I haven't done any research into when this came out in relation to other stories of this kind, but it feels like Colossus: The Forbin Project suffers from a case of undercooked ideas, like maybe it was the first time a computer-taking-over-humanity story had ever been made as a film. Certainly it suffers a little because there's not much more to the story than that simple premise. It's so procedural and direct about its "What would happen if a master computer was put in charge of our nuclear weapons and took its job as Overseer too seriously?" storyline that it lacks any good give-and-take (or even a decent subplot, apart from some chemistry between Forbin and Markham). We see our protagonists, Dr. Forbin and the other pesky humans, reacting to the situation as hostages react to a bank robber with a machine gun, or as any victim of terrorism reacts when capitulating. They stall for time, they adhere to the barest minimum requirements of each demand, and they look for clever ways out of their situation. The implication at the end is a kind of Twilight Zone realization that there's no way out, but to me it seemed like it was only just getting good when the credits rolled.

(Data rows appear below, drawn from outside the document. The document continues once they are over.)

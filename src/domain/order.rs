//! Order requests, execution results and exchange-side order snapshots.

use rust_decimal::Decimal;
use serde::{Deserialize, Serialize};
use std::fmt;
use std::str::FromStr;
use std::time::Duration;

/// OrderSide represents the direction of an order (buy or sell).
#[derive(Debug, Clone, Copy, PartialEq, Eq, Hash, Serialize, Deserialize)]
#[serde(rename_all = "lowercase")]
pub enum OrderSide {
    Buy,
    Sell,
}

impl fmt::Display for OrderSide {
    fn fmt(&self, f: &mut fmt::Formatter<'_>) -> fmt::Result {
        match self {
            OrderSide::Buy => write!(f, "buy"),
            OrderSide::Sell => write!(f, "sell"),
        }
    }
}

impl FromStr for OrderSide {
    type Err = String;

    fn from_str(s: &str) -> Result<Self, Self::Err> {
        match s.trim().to_lowercase().as_str() {
            "" => Err("side is required".to_string()),
            "buy" => Ok(OrderSide::Buy),
            "sell" => Ok(OrderSide::Sell),
            other => Err(format!("unknown order side: {}", other)),
        }
    }
}

/// OrderType selects the execution strategy used by the smart executor.
#[derive(Debug, Clone, Copy, PartialEq, Eq, Hash, Serialize, Deserialize)]
#[serde(rename_all = "lowercase")]
pub enum OrderType {
    /// Executes immediately at the best available price.
    Market,
    /// Rests on the book at the given price or better.
    Limit,
    /// Fill-or-kill: fills completely or is cancelled.
    Fok,
    /// Immediate-or-cancel: fills what is available, the rest is cancelled.
    Ioc,
    /// Good-till-cancelled limit order.
    Gtc,
}

impl fmt::Display for OrderType {
    fn fmt(&self, f: &mut fmt::Formatter<'_>) -> fmt::Result {
        let s = match self {
            OrderType::Market => "market",
            OrderType::Limit => "limit",
            OrderType::Fok => "fok",
            OrderType::Ioc => "ioc",
            OrderType::Gtc => "gtc",
        };
        write!(f, "{}", s)
    }
}

impl FromStr for OrderType {
    type Err = String;

    fn from_str(s: &str) -> Result<Self, Self::Err> {
        match s.trim().to_lowercase().as_str() {
            "market" => Ok(OrderType::Market),
            "limit" => Ok(OrderType::Limit),
            "fok" => Ok(OrderType::Fok),
            "ioc" => Ok(OrderType::Ioc),
            "gtc" => Ok(OrderType::Gtc),
            other => Err(format!("unknown order type: {}", other)),
        }
    }
}

/// Terminal status of a smart execution.
#[derive(Debug, Clone, Copy, PartialEq, Eq, Hash, Serialize, Deserialize)]
#[serde(rename_all = "lowercase")]
pub enum ExecutionStatus {
    /// The requested amount (or an accepted share of it) was filled.
    Filled,
    /// An IOC order filled above the minimum share but not completely.
    Partial,
    /// A resting order was accepted by the exchange; no fill wait was done.
    Placed,
    Cancelled,
    /// The fill wait hit its deadline or the caller cancelled it.
    Expired,
    Failed,
}

impl fmt::Display for ExecutionStatus {
    fn fmt(&self, f: &mut fmt::Formatter<'_>) -> fmt::Result {
        let s = match self {
            ExecutionStatus::Filled => "filled",
            ExecutionStatus::Partial => "partial",
            ExecutionStatus::Placed => "placed",
            ExecutionStatus::Cancelled => "cancelled",
            ExecutionStatus::Expired => "expired",
            ExecutionStatus::Failed => "failed",
        };
        write!(f, "{}", s)
    }
}

/// OrderRequest describes one logical order handed to the smart executor.
#[derive(Debug, Clone, Serialize, Deserialize)]
pub struct OrderRequest {
    pub exchange: String,
    pub symbol: String,
    pub side: OrderSide,
    #[serde(rename = "type")]
    pub order_type: OrderType,
    /// Amount of base currency to trade.
    pub amount: Decimal,
    /// Limit price, also used as the slippage reference for market orders.
    pub price: Option<Decimal>,
    /// Overrides the engine's slippage guardrail, in percent.
    pub max_slippage_percent: Option<Decimal>,
    /// Overrides the engine's default fill-wait timeout.
    #[serde(skip)]
    pub timeout: Option<Duration>,
    /// Overrides the engine's maximum attempt count.
    pub max_retries: Option<u32>,
}

impl OrderRequest {
    /// Creates a request with no price and no overrides.
    pub fn new(
        exchange: impl Into<String>,
        symbol: impl Into<String>,
        side: OrderSide,
        order_type: OrderType,
        amount: Decimal,
    ) -> Self {
        Self {
            exchange: exchange.into(),
            symbol: symbol.into(),
            side,
            order_type,
            amount,
            price: None,
            max_slippage_percent: None,
            timeout: None,
            max_retries: None,
        }
    }

    /// Shorthand for a market order.
    pub fn market(
        exchange: impl Into<String>,
        symbol: impl Into<String>,
        side: OrderSide,
        amount: Decimal,
    ) -> Self {
        Self::new(exchange, symbol, side, OrderType::Market, amount)
    }

    pub fn with_price(mut self, price: Decimal) -> Self {
        self.price = Some(price);
        self
    }

    pub fn with_max_slippage(mut self, percent: Decimal) -> Self {
        self.max_slippage_percent = Some(percent);
        self
    }

    pub fn with_timeout(mut self, timeout: Duration) -> Self {
        self.timeout = Some(timeout);
        self
    }

    pub fn with_max_retries(mut self, max_retries: u32) -> Self {
        self.max_retries = Some(max_retries);
        self
    }
}

/// OrderResult is the outcome of a smart execution.
#[derive(Debug, Clone, Serialize, Deserialize)]
pub struct OrderResult {
    /// ID of the last order placed on the exchange, if any was accepted.
    pub order_id: Option<String>,
    pub status: ExecutionStatus,
    /// Amount filled across all attempts.
    pub filled_amount: Decimal,
    /// Amount of the original request left unfilled.
    pub remaining_amount: Decimal,
    /// Average fill price of the final fill.
    pub fill_price: Option<Decimal>,
    /// Realized slippage against the request price, in percent.
    pub slippage_percent: Decimal,
    /// Number of placement attempts made.
    pub attempts: u32,
    #[serde(skip)]
    pub execution_time: Duration,
    pub error: Option<String>,
}

impl OrderResult {
    /// Returns true if the order was filled, partially accepted, or placed.
    pub fn is_success(&self) -> bool {
        matches!(
            self.status,
            ExecutionStatus::Filled | ExecutionStatus::Partial | ExecutionStatus::Placed
        )
    }

    /// Filled share of `requested`, in percent.
    pub fn fill_percent(&self, requested: Decimal) -> Decimal {
        fill_percent(self.filled_amount, requested)
    }
}

/// Filled share of `requested`, in percent. Zero when nothing was requested;
/// saturates at `Decimal::MAX` when the ratio is out of range.
pub fn fill_percent(filled: Decimal, requested: Decimal) -> Decimal {
    if requested <= Decimal::ZERO {
        return Decimal::ZERO;
    }
    filled
        .checked_div(requested)
        .and_then(|ratio| ratio.checked_mul(Decimal::ONE_HUNDRED))
        .unwrap_or(Decimal::MAX)
}

/// Snapshot of an order still resting on the exchange.
#[derive(Debug, Clone, PartialEq, Serialize, Deserialize)]
pub struct OpenOrder {
    pub id: String,
    pub filled: Decimal,
    pub average: Option<Decimal>,
    pub status: String,
}

/// Snapshot of an order that left the book (filled, cancelled or expired).
#[derive(Debug, Clone, PartialEq, Serialize, Deserialize)]
pub struct ClosedOrder {
    pub id: String,
    pub filled: Decimal,
    pub average: Option<Decimal>,
    pub price: Option<Decimal>,
    pub status: String,
    pub symbol: String,
    pub exchange: String,
}

impl ClosedOrder {
    /// Average fill price, falling back to the order price.
    pub fn fill_price(&self) -> Option<Decimal> {
        self.average.or(self.price)
    }
}

#[cfg(test)]
mod tests {
    use super::*;
    use rust_decimal_macros::dec;

    #[test]
    fn test_parse_order_side() {
        assert_eq!("BUY".parse::<OrderSide>(), Ok(OrderSide::Buy));
        assert_eq!(" sell ".parse::<OrderSide>(), Ok(OrderSide::Sell));
        assert_eq!("".parse::<OrderSide>(), Err("side is required".to_string()));
        assert!("hold".parse::<OrderSide>().is_err());
    }

    #[test]
    fn test_parse_order_type_round_trip() {
        for t in [
            OrderType::Market,
            OrderType::Limit,
            OrderType::Fok,
            OrderType::Ioc,
            OrderType::Gtc,
        ] {
            assert_eq!(t.to_string().parse::<OrderType>(), Ok(t));
        }
    }

    #[test]
    fn test_fill_percent() {
        assert_eq!(fill_percent(dec!(0.5), dec!(2)), dec!(25));
        assert_eq!(fill_percent(dec!(1), Decimal::ZERO), Decimal::ZERO);
        assert_eq!(
            fill_percent(dec!(1), dec!(0.0000000000000000000000000001)),
            Decimal::MAX
        );
    }

    #[test]
    fn test_closed_order_price_fallback() {
        let order = ClosedOrder {
            id: "1".into(),
            filled: dec!(1),
            average: None,
            price: Some(dec!(100)),
            status: "closed".into(),
            symbol: "BTC/USDT".into(),
            exchange: "binance".into(),
        };
        assert_eq!(order.fill_price(), Some(dec!(100)));
    }
}
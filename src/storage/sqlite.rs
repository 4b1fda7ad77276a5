//! SQLite implementation of KeyValueStore.

use async_trait::async_trait;
use chrono::Utc;
use sqlx::sqlite::{SqliteConnectOptions, SqlitePoolOptions};
use sqlx::{Pool, Row, Sqlite};
use std::str::FromStr;
use std::time::Duration;
use tracing::{debug, info};

use crate::storage::{KeyValueStore, StorageError};

/// SqliteStore implements KeyValueStore on a single `kv` table.
///
/// Expiry is stored as unix milliseconds and checked on read; expired rows are
/// removed by `purge_expired`, which also runs when the store is opened.
pub struct SqliteStore {
    pool: Pool<Sqlite>,
}

/// SqliteStoreConfig holds SQLite store configuration.
#[derive(Debug, Clone)]
pub struct SqliteStoreConfig {
    /// Path to the SQLite database file.
    pub path: String,
    /// Maximum number of connections in the pool.
    pub max_connections: u32,
}

impl Default for SqliteStoreConfig {
    fn default() -> Self {
        Self {
            path: "risk_state.db".to_string(),
            max_connections: 5,
        }
    }
}

/// How long a connection waits for another writer before failing.
const BUSY_TIMEOUT: Duration = Duration::from_secs(5);

fn now_millis() -> i64 {
    Utc::now().timestamp_millis()
}

fn deadline_millis(ttl: Duration) -> i64 {
    now_millis().saturating_add(i64::try_from(ttl.as_millis()).unwrap_or(i64::MAX))
}

impl SqliteStore {
    /// Opens (creating if missing) the database and runs migrations.
    pub async fn new(config: SqliteStoreConfig) -> Result<Self, StorageError> {
        let options = SqliteConnectOptions::from_str(&format!("sqlite:{}", config.path))?
            .create_if_missing(true)
            .journal_mode(sqlx::sqlite::SqliteJournalMode::Wal)
            .busy_timeout(BUSY_TIMEOUT);

        let pool = SqlitePoolOptions::new()
            .max_connections(config.max_connections)
            .connect_with(options)
            .await?;

        let store = Self { pool };

        store.migrate().await?;
        let purged = store.purge_expired().await?;

        info!(path = %config.path, purged, "SQLite store initialized");
        Ok(store)
    }

    /// Runs database migrations to create the schema.
    async fn migrate(&self) -> Result<(), StorageError> {
        sqlx::query(
            r#"
            CREATE TABLE IF NOT EXISTS kv (
                key TEXT PRIMARY KEY,
                value TEXT NOT NULL,
                expires_at INTEGER
            )
            "#,
        )
        .execute(&self.pool)
        .await?;

        sqlx::query("CREATE INDEX IF NOT EXISTS idx_kv_expires_at ON kv(expires_at)")
            .execute(&self.pool)
            .await?;

        Ok(())
    }

    /// Deletes expired rows. Returns the number of rows removed.
    pub async fn purge_expired(&self) -> Result<u64, StorageError> {
        let result =
            sqlx::query("DELETE FROM kv WHERE expires_at IS NOT NULL AND expires_at <= ?1")
                .bind(now_millis())
                .execute(&self.pool)
                .await?;

        let purged = result.rows_affected();
        if purged > 0 {
            debug!(purged, "Expired keys purged");
        }
        Ok(purged)
    }
}

#[async_trait]
impl KeyValueStore for SqliteStore {
    async fn get(&self, key: &str) -> Result<Option<String>, StorageError> {
        let row = sqlx::query(
            "SELECT value FROM kv WHERE key = ?1 AND (expires_at IS NULL OR expires_at > ?2)",
        )
        .bind(key)
        .bind(now_millis())
        .fetch_optional(&self.pool)
        .await?;

        match row {
            Some(row) => Ok(Some(row.try_get("value")?)),
            None => Ok(None),
        }
    }

    async fn set(&self, key: &str, value: &str, ttl: Option<Duration>) -> Result<(), StorageError> {
        sqlx::query(
            r#"
            INSERT INTO kv (key, value, expires_at) VALUES (?1, ?2, ?3)
            ON CONFLICT(key) DO UPDATE SET value = excluded.value, expires_at = excluded.expires_at
            "#,
        )
        .bind(key)
        .bind(value)
        .bind(ttl.map(deadline_millis))
        .execute(&self.pool)
        .await?;

        Ok(())
    }

    async fn incr(&self, key: &str) -> Result<i64, StorageError> {
        // Single statement. An expired row restarts at 1 without a TTL; a
        // non-integer or maxed-out value is left untouched and yields no row.
        let row = sqlx::query(
            r#"
            INSERT INTO kv (key, value, expires_at) VALUES (?1, '1', NULL)
            ON CONFLICT(key) DO UPDATE SET
                value = CASE
                    WHEN expires_at IS NOT NULL AND expires_at <= ?2 THEN '1'
                    ELSE CAST(CAST(value AS INTEGER) + 1 AS TEXT)
                END,
                expires_at = CASE
                    WHEN expires_at IS NOT NULL AND expires_at <= ?2 THEN NULL
                    ELSE expires_at
                END
            WHERE (expires_at IS NOT NULL AND expires_at <= ?2)
                OR (CAST(CAST(value AS INTEGER) AS TEXT) = value
                    AND CAST(value AS INTEGER) < 9223372036854775807)
            RETURNING value
            "#,
        )
        .bind(key)
        .bind(now_millis())
        .fetch_optional(&self.pool)
        .await?;

        let invalid = || StorageError::InvalidData(format!("value at {} is not an integer", key));
        let value: String = match row {
            Some(row) => row.try_get("value")?,
            None => return Err(invalid()),
        };
        value.parse().map_err(|_| invalid())
    }

    async fn expire(&self, key: &str, ttl: Duration) -> Result<bool, StorageError> {
        let result = sqlx::query(
            "UPDATE kv SET expires_at = ?1 WHERE key = ?2 AND (expires_at IS NULL OR expires_at > ?3)",
        )
        .bind(deadline_millis(ttl))
        .bind(key)
        .bind(now_millis())
        .execute(&self.pool)
        .await?;

        Ok(result.rows_affected() > 0)
    }

    async fn del(&self, key: &str) -> Result<(), StorageError> {
        sqlx::query("DELETE FROM kv WHERE key = ?1")
            .bind(key)
            .execute(&self.pool)
            .await?;
        Ok(())
    }

    async fn close(&self) -> Result<(), StorageError> {
        self.pool.close().await;
        Ok(())
    }
}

I know they're remaking this (and I think with Will Smith? oh well) and for my money I'd like to see the entirety of this film compressed into act one, or at the very least make the "You will now comply with me and one day learn to love me" seemingly-dead-end-for-humanity's-agency speech be the act two midpoint. There's a lot more story after this, even if the humans fail to regain control of the planet. Hell, I know this movie doesn't have the following required for such a gambit, but I'd be much more interested in a sequel akin to TRON: Legacy than a straight remake. A modern-day retelling of this would lose almost all of its punch instantly, since there's hardly anything shocking about networked computers, panopticon-esque surveillance, or complicated intertwined technological systems doing most of the decision making for mankind. Plus, we don't have a Cold War, and Cold War stories redesigned as U.S.-versus-Middle East stories always feel cheap and silly to me. But if they left the original as a relic, then leapt ahead 32 years or whatever and showed us an alternate future where Colossus/Guardian was running every little thing and humanity's own interests were being "served" by a sort of mechanized übermensch -- I could get behind that. In fact, you could be really sneaky and show us an alternate future where a giant machine took over the planet in 1969 and now humanity is now a slave to this higher power, and you could show us how this alternate world was almost totally indistinguishable from our own in meaningful and poignant ways, suggesting maybe our real world isn't as much humanity's domain as we think. What with mega-corporate superstructures and media-based cultural and ideological control and decisions being made way over our head and all.

But I digress. The film is decent, fairly tense, does a nice job of showing the fear of losing global and political control (though everyone gave in a little too readily for my taste), but too much of it was talking, and too much of the talking was one-sided (for most of the story Forbin advocated immediate capitulation; those advocating resistance never put up a reasonable fight). I don't want action, but I'd like more visual storytelling and less verbal story telling. Still, not bad. Interesting. Dated. Interesting precursor to a lot of films and stories I enjoy, most notably stuff like WarGames and even TRON.